Aristolane-type Sesquiterpenoids from Nardostachys chinensis and Revised Structure of Aristolanhydride

  • Li-Xia Wang
  • Xian-Jun Jiang
  • Xiang-Mei Li
  • Mei-Fen Mao
  • Guo-Zhu Wei
  • Fei WangEmail author
Open Access
Original Article
  • 261 Downloads

Abstract

Four hitherto unknown aristolane-type sesquiterpenes, including one novel 8,9-secoaristolane, namely secoaristolenedioic acid (1), two aristolone derivatives, namely 1α,2β-dihydroxyaristolone (2), 9-epidebilon (3), and one rare aristolane-chalcone hybrid, namely 3′-hydroxynardoaristolone A (4) were isolated from the ethanol extract of the roots and rhizomes of Nardostachys chinensis. Their structures were elucidated on the basis of extensive spectroscopic analysis. In addition, the structure of aristolanhydride, recently isolated from the same species, was corrected by reanalysis of the published NMR data.

Graphical Abstract

Keywords

Nardostachys chinensis Aristolane Secoaristolane Aristolane-chalcone hybrid Structural revision 

1 Introduction

Nardostachys chinensis is a perennial herb belonging to the genus Nardostachys (Valerianaceae family), and mainly distributed in the Himalayan mountain areas [1]. The roots and rhizomes of N. chinensis, known as “Gansong”, is a traditional Chinese medicine, which has been used as analgesic and sedative agents [2, 3]. Previous phytochemical studies led to the isolation of a series of aristolane, nardosinane, and guaiane sesquiterpenoids [3]. Aristolane is a rare class of natural sesquiterpenoid featuring a gem-dimethylcyclopropane moiety, and mainly isolated from the genus Nardostachys (terrestrial plants), Laurencia (marine organisms), Axinyssa (sponges), and Russula (fungi) [4].

As part of a BioBioPha [http://www.chemlib.cn] objective to assemble a large-scale natural product library valuable in the discovery of new drug leads from nature, the phytochemical investigation on the roots and rhizomes of N. chinensis resulted in the isolation of four new aristolane-type sesquiterpenoids, including one novel 8,9-secoaristolane, namely secoaristolenedioic acid (1), two aristolone derivatives, namely 1α,2β-dihydroxyaristolone (2), 9-epidebilon (3), and one rare aristolane-chalcone hybrid, namely 3′-hydroxynardoaristolone A (4) (Fig. 1), together with eight known aristolanes (aristolone [5], debilon [5], kanshone H [6], anthracophyllone [7], axinysone A [8], axinysone B [8], 1(10)-aristolen-2-one [9], and aristola-1(10),8-dien-2-one [10]), six know nardosinanes (nardosinone [11], nardosinonediol [11], desoxo-narchinol A [11], kanshone A [12], kanshone B [12], and narchinol B [13]), three known guaianes (isonardoperoxide [14], 10-epiteuclatriol [15], and aromadendrane-4β,10α-diol [16]), and three known eudesmanes (eudesma-3,11-dien-2-one [17], 7-epi-5-eudesmene-1β,11-diol [18], and nardoeudesmol A [6]).

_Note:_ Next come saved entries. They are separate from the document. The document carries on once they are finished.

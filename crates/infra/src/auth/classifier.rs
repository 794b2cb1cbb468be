//! Response classification shared by every OAuth request.
//!
//! Turns a raw [`TransportResponse`] into a [`RequestOutcome`]. The order of
//! checks is: transport success, content type, HTTP status, provider error.

use loopauth_domain::constants::{
    CONTENT_TYPE_JSON, ERROR_INVALID_GRANT, FIELD_ERROR, FIELD_ERROR_DESCRIPTION,
};
use loopauth_domain::{JsonDocument, RequestOutcome, StatusKind};
use tracing::{error, info};

use crate::http::TransportResponse;

/// Classify a transport outcome.
///
/// The provider's `error` / `error_description` strings are logged here and
/// go nowhere else.
#[must_use]
pub fn classify(response: &TransportResponse) -> RequestOutcome {
    if !response.succeeded {
        error!("The auth-related request couldn't be completed due to connectivity problems");
        return RequestOutcome::Failure(StatusKind::ConnectionError);
    }

    info!(status = response.status, "The auth-related request has returned");

    let mime = extract_mime(&response.content_type);
    if mime != CONTENT_TYPE_JSON {
        error!(
            content_type = %mime,
            expected = CONTENT_TYPE_JSON,
            "Unsupported response content type"
        );
        return RequestOutcome::Failure(StatusKind::UnsupportedContentType);
    }

    // Providers sometimes send an empty body on errors; that yields an empty
    // document rather than a failure.
    let document = JsonDocument::parse(&response.body);

    if (200..300).contains(&response.status) {
        info!("The auth-related request has been successfully completed");
        return RequestOutcome::Success(document);
    }

    let code = document.try_get_string(FIELD_ERROR).unwrap_or_default();
    let description = document.try_get_string(FIELD_ERROR_DESCRIPTION).unwrap_or_default();

    if code == ERROR_INVALID_GRANT {
        error!(
            error = code,
            error_description = description,
            "Invalid grant error happened when performing an auth-related request"
        );
        RequestOutcome::Failure(StatusKind::InvalidGrant)
    } else {
        error!(
            status = response.status,
            error = code,
            error_description = description,
            "An error happened when performing an auth-related request"
        );
        RequestOutcome::Failure(StatusKind::UnknownError)
    }
}

/// MIME type of a `Content-Type` value without parameters, lowercased.
#[must_use]
pub fn extract_mime(content_type: &str) -> String {
    content_type.split(';').next().unwrap_or_default().trim().to_ascii_lowercase()
}
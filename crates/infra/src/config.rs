//! Environment-driven client configuration.
//!
//! ## Environment Variables
//! - `RISHTA_BASE_URL`: Backend host (default: production host)
//! - `RISHTA_TIMEOUT_SECS`: Per-request timeout in seconds
//! - `RISHTA_SLOW_CALL_SECS`: Slow-call warning threshold in seconds
//! - `RISHTA_KEYCHAIN_SERVICE`: Keychain service name for stored
//!   credentials
//!
//! A `.env` file in the working directory is honoured when present.

use std::time::Duration;

use rishta_domain::constants::{DEFAULT_BASE_URL, SLOW_CALL_THRESHOLD};
use rishta_domain::{Result, RishtaError};
use tracing::debug;

use crate::api::ApiClientConfig;

const DEFAULT_TIMEOUT: Duration = Duration::from_secs(30);

/// Resolved client configuration.
#[derive(Debug, Clone)]
pub struct ClientConfig {
    pub base_url: String,
    pub timeout: Duration,
    pub slow_call_threshold: Duration,
    pub keychain_service: String,
}

impl Default for ClientConfig {
    fn default() -> Self {
        Self {
            base_url: DEFAULT_BASE_URL.to_owned(),
            timeout: DEFAULT_TIMEOUT,
            slow_call_threshold: SLOW_CALL_THRESHOLD,
            keychain_service: "rishta".to_owned(),
        }
    }
}

impl ClientConfig {
    /// Load configuration from the environment, falling back to
    /// defaults for anything unset.
    ///
    /// # Errors
    /// Returns `RishtaError::Config` when a set variable fails to
    /// parse or validate.
    pub fn from_env() -> Result<Self> {
        // Best effort; a missing .env file is the normal case.
        let _ = dotenvy::dotenv();

        let mut config = Self::default();
        if let Ok(base_url) = std::env::var("RISHTA_BASE_URL") {
            config.base_url = base_url;
        }
        if let Some(timeout) = env_secs("RISHTA_TIMEOUT_SECS")? {
            config.timeout = timeout;
        }
        if let Some(threshold) = env_secs("RISHTA_SLOW_CALL_SECS")? {
            config.slow_call_threshold = threshold;
        }
        if let Ok(service) = std::env::var("RISHTA_KEYCHAIN_SERVICE") {
            config.keychain_service = service;
        }

        config.validate()?;
        debug!(base_url = %config.base_url, "client configuration loaded");
        Ok(config)
    }

    /// # Errors
    /// Returns `RishtaError::Config` on an empty or non-http base URL
    /// or a zero timeout.
    pub fn validate(&self) -> Result<()> {
        if !self.base_url.starts_with("http://") && !self.base_url.starts_with("https://") {
            return Err(RishtaError::Config(format!(
                "base URL must be http(s), got {:?}",
                self.base_url
            )));
        }
        if self.timeout.is_zero() {
            return Err(RishtaError::Config("timeout must be non-zero".to_owned()));
        }
        Ok(())
    }

    /// The pipeline configuration derived from this client config.
    #[must_use]
    pub fn api(&self) -> ApiClientConfig {
        ApiClientConfig {
            base_url: self.base_url.clone(),
            timeout: self.timeout,
            slow_call_threshold: self.slow_call_threshold,
        }
    }
}

fn env_secs(name: &str) -> Result<Option<Duration>> {
    match std::env::var(name) {
        Ok(raw) => {
            let secs = raw
                .parse::<u64>()
                .map_err(|err| RishtaError::Config(format!("invalid {name}: {err}")))?;
            Ok(Some(Duration::from_secs(secs)))
        }
        Err(_) => Ok(None),
    }
}
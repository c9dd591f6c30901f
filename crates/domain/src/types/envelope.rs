//! The `{success, message, data}` wrapper every backend response uses.

use serde::{Deserialize, Serialize};

fn success_default() -> bool {
    // A body without an explicit `success` field is treated as successful;
    // only a present-and-false flag marks a domain rejection.
    true
}

/// Standard response envelope.
///
/// `success`, not the HTTP status code, is the primary outcome signal for
/// answered exchanges. The pipeline resolves envelopes with
/// `success: false` so callers can branch on them.
#[derive(Debug, Clone, Serialize, Deserialize)]
#[serde(bound(deserialize = "T: Deserialize<'de>"))]
pub struct Envelope<T> {
    #[serde(default = "success_default")]
    pub success: bool,

    #[serde(default, skip_serializing_if = "Option::is_none")]
    pub message: Option<String>,

    #[serde(default, skip_serializing_if = "Option::is_none")]
    pub data: Option<T>,
}

impl<T> Envelope<T> {
    /// Server-provided message, or the given fallback when absent/empty.
    #[must_use]
    pub fn message_or<'a>(&'a self, fallback: &'a str) -> &'a str {
        match self.message.as_deref() {
            Some(m) if !m.is_empty() => m,
            _ => fallback,
        }
    }

    /// Unpack a successful envelope into its payload.
    ///
    /// Returns the fallback-resolved message as the error value when the
    /// envelope is a rejection or the payload is missing.
    pub fn into_data(self, fallback: &str) -> std::result::Result<T, String> {
        if !self.success {
            return Err(self.message_or(fallback).to_string());
        }
        match self.data {
            Some(data) => Ok(data),
            None => Err(self.message_or(fallback).to_string()),
        }
    }
}

#[cfg(test)]
mod tests {
    use super::*;

    #[derive(Debug, Deserialize, Serialize, PartialEq)]
    struct Payload {
        value: i32,
    }

    #[test]
    fn missing_success_field_defaults_to_true() {
        let env: Envelope<Payload> =
            serde_json::from_str(r#"{"data":{"value":1}}"#).unwrap();
        assert!(env.success);
        assert_eq!(env.data, Some(Payload { value: 1 }));
    }

    #[test]
    fn explicit_false_is_preserved() {
        let env: Envelope<Payload> =
            serde_json::from_str(r#"{"success":false,"message":"Invalid OTP"}"#).unwrap();
        assert!(!env.success);
        assert_eq!(env.message.as_deref(), Some("Invalid OTP"));
    }

    #[test]
    fn message_or_falls_back_when_absent_or_empty() {
        let absent: Envelope<Payload> = serde_json::from_str(r#"{"success":false}"#).unwrap();
        assert_eq!(absent.message_or("fallback"), "fallback");

        let empty: Envelope<Payload> =
            serde_json::from_str(r#"{"success":false,"message":""}"#).unwrap();
        assert_eq!(empty.message_or("fallback"), "fallback");
    }

    #[test]
    fn into_data_rejects_missing_payload() {
        let env: Envelope<Payload> =
            serde_json::from_str(r#"{"success":true,"message":"ok"}"#).unwrap();
        assert_eq!(env.into_data("missing"), Err("ok".to_string()));
    }
}
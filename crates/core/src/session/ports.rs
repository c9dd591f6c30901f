//! Port interfaces for session persistence and the UI-facing collaborators.
//!
//! These traits define the boundaries between core coordination logic and
//! the storage/UI implementations that live outside this crate.

use async_trait::async_trait;
use rishta_domain::{CredentialBundle, Result};

/// Persistence contract for the credential bundle.
///
/// The bundle is saved and cleared as a unit: implementations must never
/// expose a state where the access token and refresh token come from
/// different writes.
#[async_trait]
pub trait CredentialStore: Send + Sync {
    /// Load the persisted bundle, if any.
    ///
    /// A partially-written bundle (one token present, the other missing)
    /// must load as `None`.
    async fn load(&self) -> Result<Option<CredentialBundle>>;

    /// Persist the bundle, replacing whatever was stored before.
    async fn save(&self, bundle: &CredentialBundle) -> Result<()>;

    /// Remove everything. Idempotent.
    async fn clear(&self) -> Result<()>;
}

/// Yields the bearer token attached to outbound requests.
///
/// `None` means the call proceeds unauthenticated; the backend, not the
/// client, enforces auth.
#[async_trait]
pub trait AccessTokenProvider: Send + Sync {
    async fn access_token(&self) -> Option<String>;
}

/// Navigation targets the client core can request.
#[derive(Debug, Clone, Copy, PartialEq, Eq)]
pub enum Route {
    Login,
    Home,
}

/// Navigation collaborator. Implementations decide what "navigate" and
/// "reset" mean for their UI stack.
pub trait Navigator: Send + Sync {
    /// Push the given route.
    fn navigate(&self, route: Route);

    /// Reset the stack so the given route is the only entry.
    fn reset(&self, route: Route);

    /// Return to the previous screen.
    fn go_back(&self);
}

/// Severity of a user-facing notification.
#[derive(Debug, Clone, Copy, PartialEq, Eq)]
pub enum ToastKind {
    Success,
    Error,
    Info,
    Warning,
}

/// User-notification collaborator (toast rendering lives outside).
pub trait Notifier: Send + Sync {
    fn notify(&self, kind: ToastKind, message: &str);
}
//! Credential store backends.
//!
//! The keyring backend persists the bundle in the platform keychain
//! (macOS Keychain, Windows Credential Manager, Linux Secret Service);
//! the in-memory backend exists for tests and ephemeral sessions.

mod keyring;
mod memory;

pub use keyring::KeyringCredentialStore;
pub use memory::MemoryCredentialStore;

Herein, we describe the isolation and structure elucidation of these new compounds.
Fig. 1

Structures of compounds 14

2 Results and Discussion

Compound 1 was obtained as a white amorphous powder, and its molecular formula was determined to be C15H22O4 based on HRESIMS (pos.): m/z 289.1410 [M + Na]+ (calcd. for C15H22O4Na, 289.1410) with five degrees of unsaturation. The IR spectrum showed characteristic absorption bands for carbonyl functionalities (1687 cm−1). The 1H NMR spectrum (Table 1) in pyridine-d5 showed the signals for three tertiary methyls [δH 1.32, 1.81, and 1.91 (each 3H, s)], one secondary methyl [δH 0.95 (3H, d, J = 6.9 Hz)], two mutually coupled methine protons [δH 1.65 (1H, d, J = 9.8 Hz) and 1.92 (1H, d, J = 9.8 Hz)], and one olefinic proton [δH 6.96 (1H, t, J = 3.7 Hz)]. The 13C and DEPT spectra (Table 1) displayed a total of 15 carbon resonances, including four methyls, two methylenes, four methines (one olefinic at δC 135.1), and five quaternary carbons (two carbonyls at δC 170.8 and 175.3, one olefinic at δC 141.7). The cross-peaks of H-1/H-2, H-2/H-3, H-3/H-4, and H-6/H-7 in the 1H-1H COSY spectrum disclosed the following connectivities: C-1–C-2–C-3–C-4 and C-6–C-7. A gem-dimethylcyclopropane unit was deduced from the HMBC correlations (Fig. 2) from H3-12 (δH 1.91) to C-6 (δC 45.3), C-7 (δC 30.8), C-11 (δC 29.1), and C-13 (δC 32.4), from H3-13 (δH 1.32) to C-6, C-7, C-11, and C-12 (δC 16.9). Together with the HMBCs from H3-14 (δH 1.81) to C-4 (δC 37.0), C-5 (δC 40.8), and C-6, and from H3-15 (δH 0.95) to C-3 (δC 25.8), C-4, and C-5, an aristolane-type sesquiterpene skeleton was speculated for compound 1 [5]. A double bond located at C-1(10) was confirmed by the HMBCs from H3-14 (δH 1.81) to C-5 and C-10 (δC 141.7), and from H-1 (δH 6.96) to C-3 (δC 25.8) and C-5. Then, the presence of two newly formed carbonyl groups at C-8 and C-9 was determined by the HMBC correlations of H-1 (δH 6.96) to C-9 (δC 170.8) and H-6 (δH 1.65) to C-8 (δC 175.3), which indicated an oxidative cleavage had happened at C-8–C-9 in the ring B. The stereochemistry was defined by observation of the ROESY correlations between H-4/H-6 and H-6/H-7 (Fig. 3), consistent with that of the co-occurring aristolanes. Therefore, the structure of 1 was established as 8,9-seco-1(10)-aristolene-8,9-dioic acid and given the trivial name secoaristolenedioic acid. To our knowledge, this compound represents the first example of a secoaristolane.
Table 1

1H and 13C NMR spectroscopic data of compounds 13

 

1 a

1 b

2 b

3 c

No.

δ H

δ C

δ H

δ C

δ H

δ C

δ H

δ C

1

6.96 (t, 3.7)

135.1 (d)

6.65 (t, 3.9)

137.4 (d)

4.07 (dd, 3.0, 1.3)

77.3 (d)

6.12 (d, 1.8)

120.8 (d)

2.09 (m)

23.2 (t)

2.09 (m)

24.1 (t)

3.91 (q-like, 2.9)

71.9 (d)

 

199.2 (s)

2.09 (m)

 

2.14 (m)

     

1.90 (m)

25.8 (t)

1.83 (m)

26.5 (t)

1.99 (ddd, 14.4, 13.2, 2.3)

33.3 (t)

2.25 (m)

41.9 (t)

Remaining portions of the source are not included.